→ **Task requirements**: From the line that contains "pub mod config;" to the last line of the entries, set down each line exactly as written, both ends included, with nothing else.

→ **Supplied data**:
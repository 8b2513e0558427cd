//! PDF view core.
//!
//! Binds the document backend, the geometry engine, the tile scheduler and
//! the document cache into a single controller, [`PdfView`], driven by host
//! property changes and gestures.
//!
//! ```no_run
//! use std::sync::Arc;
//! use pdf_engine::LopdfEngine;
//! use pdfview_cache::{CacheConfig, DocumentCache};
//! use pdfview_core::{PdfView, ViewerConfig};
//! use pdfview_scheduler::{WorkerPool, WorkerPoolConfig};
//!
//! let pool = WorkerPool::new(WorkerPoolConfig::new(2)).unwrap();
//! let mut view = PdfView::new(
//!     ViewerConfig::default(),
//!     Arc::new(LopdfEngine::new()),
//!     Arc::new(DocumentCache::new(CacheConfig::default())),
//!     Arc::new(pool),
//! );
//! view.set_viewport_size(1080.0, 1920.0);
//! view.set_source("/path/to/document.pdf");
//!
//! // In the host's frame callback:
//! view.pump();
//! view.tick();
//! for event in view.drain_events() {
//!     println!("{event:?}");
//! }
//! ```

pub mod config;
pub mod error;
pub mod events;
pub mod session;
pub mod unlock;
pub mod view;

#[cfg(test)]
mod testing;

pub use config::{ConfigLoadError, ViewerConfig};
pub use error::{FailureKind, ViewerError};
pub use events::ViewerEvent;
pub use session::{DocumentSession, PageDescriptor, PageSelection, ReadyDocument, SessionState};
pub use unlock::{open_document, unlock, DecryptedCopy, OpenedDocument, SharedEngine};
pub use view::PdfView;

→ **Response area**:
pub mod config;
pub mod error;
pub mod events;
pub mod session;
pub mod unlock;
pub mod view;

#[cfg(test)]
mod testing;

pub use config::{ConfigLoadError, ViewerConfig};
pub use error::{FailureKind, ViewerError};
pub use events::ViewerEvent;
pub use session::{DocumentSession, PageDescriptor, PageSelection, ReadyDocument, SessionState};
pub use unlock::{open_document, unlock, DecryptedCopy, OpenedDocument, SharedEngine};
pub use view::PdfView;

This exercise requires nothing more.